On the stage and on the rocks
Unnatural Pursuits and How's That For Telling 'Em, Fat Lady?, playwright Simon Gray's painfully funny account of two shambolic productions of his works in London the 1980's, are the most amusing and eye-opening theatrical memoirs yet written. By Edward O'Hare.
For two seasons in the 1980's the English playwright Simon Gray kept a diary. Returning home in the early hours of the morning he would switch on a tape machine and record his fresh impressions of the staging of his latest play, The Common Pursuit, while an endless succession of cigarettes and malt whiskies passed through his fingers. The play, about four privileged Cambridge undergraduates who set up a literary magazine, had taken Gray several years to write but he still felt uneasy about it. This was understandable. Gray had enjoyed a rather chequered career, with an equal number of box-office smashes and massive flops on his résumé. Critics were his sworn enemies, a fact which may have had something to do with them being the targets of his most barbed jokes. But when Gray completed The Common Pursuit the stakes were even higher. Not only for professional but financial reasons he needed a big hit.
The play's prospects brightened when Gray gave the final draft to his friend and collaborator Harold Pinter, who thought the play had all the hallmarks of success and agreed to direct it. A London theatre was chosen, dates were confirmed, a producer came aboard, and then The Common Pursuit's luck ran out. Gray and Pinter found themselves at the mercy of a tidal wave of unprofessionalism and double-dealing. A theatre company took on the play and promptly turned it down. An alternative was found but its gross unsuitability only became obvious after the contracts had been signed. Actors claimed that they were interested and available before revealing that they were neither available nor interested, leaving Gray and Pinter in the unusual position of being in a city with thousands of 'starving' actors and yet unable to cast their play.
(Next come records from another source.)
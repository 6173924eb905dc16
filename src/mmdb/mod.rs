//! MaxMind DB (MMDB) Reader
//!
//! This module provides functionality for reading MaxMind DB files,
//! which are used for GeoIP lookups and other IP-based data lookups.
//!
//! The MMDB format uses a binary search tree for efficient IP address
//! lookups. Data is stored in the MMDB data section format, decoded by
//! `crate::data_section::DataDecoder`.
//!
//! ## Architecture
//!
//! - **types**: MMDB-specific types and constants
//! - **format**: Metadata extraction and tree geometry
//! - **tree**: Search tree traversal for IP lookups
//! - **walk**: Depth-bounded enumeration of every network

pub mod format;
pub mod tree;
pub mod types;
pub mod walk;

// Re-export key types
pub use format::Metadata;
pub use tree::{AddressWord, SearchResult, SearchTree};
pub use types::{IpVersion, RecordSize, DATA_SECTION_SEPARATOR_SIZE, METADATA_MARKER};
pub use walk::prefix_address;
Other more insidious dangers threatened the production. Despite initially believing The Common Pursuit to be in pretty good shape, Gray and Pinter had to tear it apart as soon as rehearsals began. Added to this chaos were numerous instances of vanity, deceit, bitchiness and incompetence. Despite having a main actor with an inaudible voice and a script rewritten on a daily basis, The Common Pursuit was saved by Pinter's clear-minded direction, the cast's professionalism and Gray's willingness to accept his mistakes and to everyone's relief audiences responded with measured enthusiasm. Then, just as money began to trickle in, the backers got cold feet and Gray and Pinter were robbed of their triumph. After surviving a panoply of misfortunes The Common Pursuit never transferred to the West End.
Two years after its first run Gray was lured to Los Angeles to oversee a production of The Common Pursuit. If he believed his last experience in the theatre had exhausted every possibility for calamity he was wrong and Gray came up against an egomaniac director who believed that all the production's problems could be solved if the actors flexed their 'life-muscles,' American players with extremely misguided notions about the English middle classes, a producer with a gambling addiction and a set that looked like the creation of some deranged Surrealist. Convinced that the play would bomb Gray was again left dumbstruck when The Common Pursuit was almost universally lauded and transferred to New York.
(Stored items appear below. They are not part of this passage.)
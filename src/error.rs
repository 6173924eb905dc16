//! Error types for the mmdb-reader library
use thiserror::Error;

/// Result type alias for MMDB operations
pub type Result<T> = std::result::Result<T, MmdbError>;

/// Main error type for MMDB operations
///
/// Every variant is recoverable: a malformed value or a corrupt node surfaces
/// here instead of aborting the process.
#[derive(Debug, Clone, PartialEq, Eq, Error)]
pub enum MmdbError {
    /// A read would run past the end of the database image
    #[error("read of {length} bytes at offset {offset} exceeds buffer of {size} bytes")]
    OutOfRange {
        /// Requested start offset
        offset: usize,
        /// Requested length
        length: usize,
        /// Size of the buffer
        size: usize,
    },

    /// The `\xAB\xCD\xEFMaxMind.com` marker does not occur in the buffer
    #[error("MMDB metadata marker not found")]
    MetadataNotFound,

    /// Missing or mistyped metadata key, or unsupported format version
    #[error("invalid metadata: {0}")]
    Metadata(String),

    /// Record width other than 24, 28 or 32 bits
    #[error("unsupported record size: {0} bits")]
    UnsupportedRecordSize(u16),

    /// Control byte names a field type this reader does not know
    #[error("unknown field type: {0}")]
    UnknownFieldType(u8),

    /// Extended type escape resolved to a tag below 8
    #[error("invalid extended field type: {0}")]
    InvalidFieldType(u8),

    /// Geometry sanity check failed
    #[error("corrupt database: {0}")]
    CorruptDatabase(String),

    /// Malformed payload: bad UTF-8, wrong-size float, non-string map key, ...
    #[error("decoding error: {0}")]
    Decoding(String),

    /// Invalid starting node, invalid bit count, or a failed read mid-walk
    #[error("search failed: {0}")]
    SearchFailure(String),

    /// The database is not of the type the caller asked for
    #[error("invalid database type: expected {expected}, found {found}")]
    InvalidDatabaseType {
        /// Type the caller required
        expected: String,
        /// Type recorded in the metadata
        found: String,
    },

    /// Text that does not parse as an IPv4 or IPv6 address
    #[error("invalid IP address: {0}")]
    InvalidIpAddress(String),

    /// I/O errors while loading the image
    #[error("I/O error: {0}")]
    Io(String),
}

impl From<std::io::Error> for MmdbError {
    fn from(err: std::io::Error) -> Self {
        MmdbError::Io(err.to_string())
    }
}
But the fates were still not finished with him. As soon as Gray's duties in Los Angeles were over he found himself in Dallas directing another of his works, Dog Days. Then things started getting dangerous. Burnt-out, terribly homesick and filled with revulsion by the play he had written 15 years before, Gray went off the deep end. He began taking champagne breakfasts and drinking goblets of Glenfiddich during rehearsals. His paranoia deepened, he feuded with his production designers (whose ineptitude had rendered his actors invisible) and plotted to murder a hotel lobby pianist who kept waking him at sunrise. He suffered from nocturnal terrors and became convinced that he was being stalked by a portly man dressed in tartan. To his disbelief Dog Days managed to avoid disaster and met with such acclaim that Gray was made an honorary citizen of Dallas before he fled back across the Atlantic.
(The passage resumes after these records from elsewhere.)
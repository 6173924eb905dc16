//! Depth-first enumeration of every network in a search tree.
//!
//! The walk follows both records of each node and reports a leaf whenever a
//! record points into the data section. Depth is capped at the address width
//! of the database (32 or 128 bits) no matter what the node records say, so a
//! tree containing a cycle still terminates. There is no visited set:
//! several prefixes may share one subtree (IPv4 under `::ffff:0:0/96`).
//!
//! Termination is not the same as being cheap. A node whose two records both
//! point back at an ancestor doubles the work at every level, up to 2^32 node
//! visits for IPv4 and 2^128 for IPv6. Untrusted trees should be walked with
//! [`SearchTree::with_node_visit_limit`].

use super::tree::SearchTree;
use super::types::IpVersion;
use crate::data_section::DataValue;
use crate::endian::pack_bits;
use crate::error::{MmdbError, Result};
use std::net::{IpAddr, Ipv4Addr, Ipv6Addr};

impl SearchTree<'_> {
    /// Visit every data leaf as `(prefix_words, prefix_len)`
    ///
    /// `prefix_words` holds the path bits packed big-endian into 32-bit words,
    /// the last word left-aligned. Fails with [`MmdbError::SearchFailure`]
    /// if a node visit limit is set and exceeded.
    pub fn enumerate<F>(&self, mut visit: F) -> Result<()>
    where
        F: FnMut(&[u32], u32),
    {
        self.enumerate_records(|words, len, _record| visit(words, len))
    }

    /// Like [`SearchTree::enumerate`] but also hands over the raw record value
    pub fn enumerate_records<F>(&self, mut visit: F) -> Result<()>
    where
        F: FnMut(&[u32], u32, u32),
    {
        if self.metadata().node_count == 0 {
            return Ok(());
        }
        let max_depth = self.metadata().ip_version.bit_length();
        let mut path = Vec::with_capacity(max_depth);
        let mut visited = 0usize;
        self.visit_node(0, &mut path, max_depth, &mut visited, &mut visit)
    }

    /// Like [`SearchTree::enumerate`] but decodes each leaf's value
    ///
    /// A leaf whose value fails to decode is reported with its error; the
    /// walk itself continues.
    pub fn enumerate_values<F>(&self, mut visit: F) -> Result<()>
    where
        F: FnMut(&[u32], u32, Result<DataValue>),
    {
        self.enumerate_records(|words, len, record| visit(words, len, self.decode_record(record)))
    }

    fn visit_node<F>(
        &self,
        node: u32,
        path: &mut Vec<u8>,
        max_depth: usize,
        visited: &mut usize,
        visit: &mut F,
    ) -> Result<()>
    where
        F: FnMut(&[u32], u32, u32),
    {
        if path.len() >= max_depth {
            return Ok(());
        }

        *visited += 1;
        if let Some(limit) = self.node_visit_limit() {
            if *visited > limit {
                return Err(MmdbError::SearchFailure(format!(
                    "enumeration exceeded {} node visits",
                    limit
                )));
            }
        }

        let node_count = self.metadata().node_count;
        for side in 0..2u8 {
            let record = self.read_record(node, side)?;
            path.push(side);
            if record > node_count {
                visit(&pack_bits(path), path.len() as u32, record);
            } else if record < node_count {
                self.visit_node(record, path, max_depth, visited, visit)?;
            }
            path.pop();
        }

        Ok(())
    }
}

/// Turn packed prefix words into the network address they start
///
/// Missing trailing words are zero; extra words are ignored.
pub fn prefix_address(words: &[u32], ip_version: IpVersion) -> IpAddr {
    let word = |i: usize| words.get(i).copied().unwrap_or(0);
    match ip_version {
        IpVersion::V4 => IpAddr::V4(Ipv4Addr::from(word(0))),
        IpVersion::V6 => {
            let bits = (u128::from(word(0)) << 96)
                | (u128::from(word(1)) << 64)
                | (u128::from(word(2)) << 32)
                | u128::from(word(3));
            IpAddr::V6(Ipv6Addr::from(bits))
        }
    }
}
Thanks to books like The Smoking Diaries (2005) Simon Gray is now rightfully counted among the best memoirists of the last fifty years but this frank, acerbic and hilarious double-volume, An Unnatural Pursuit and How's That For Telling 'Em, Fat Lady?, offers a glimpse of him in his hectic prime. The author of more than thirty plays, Gray was at his best when describing the illogicality and irrationality of what he termed "life, old life itself." He could treat others naughtily, and has some pretty devastating things to say about the hell that was 1980's Hollywood, but he was only ever cruel when writing about himself. Accompanying him as he stumbles from one catastrophe to another (taking up residence in the world's worst hotel, being driven at knuckle-whitening speed by a drunken lady journalist who has attempted to seduce him, virtually living in a bar beside the theatre when things get out of control, finding that a review of one of his books is accompanied by a photograph in which he looks like "a plump and degenerate lesbian") is so enjoyable that the pages can hardly turn fast enough.
The Early Diaries: An Unnatural Pursuit & How's That For Telling 'Em, Fat Lady?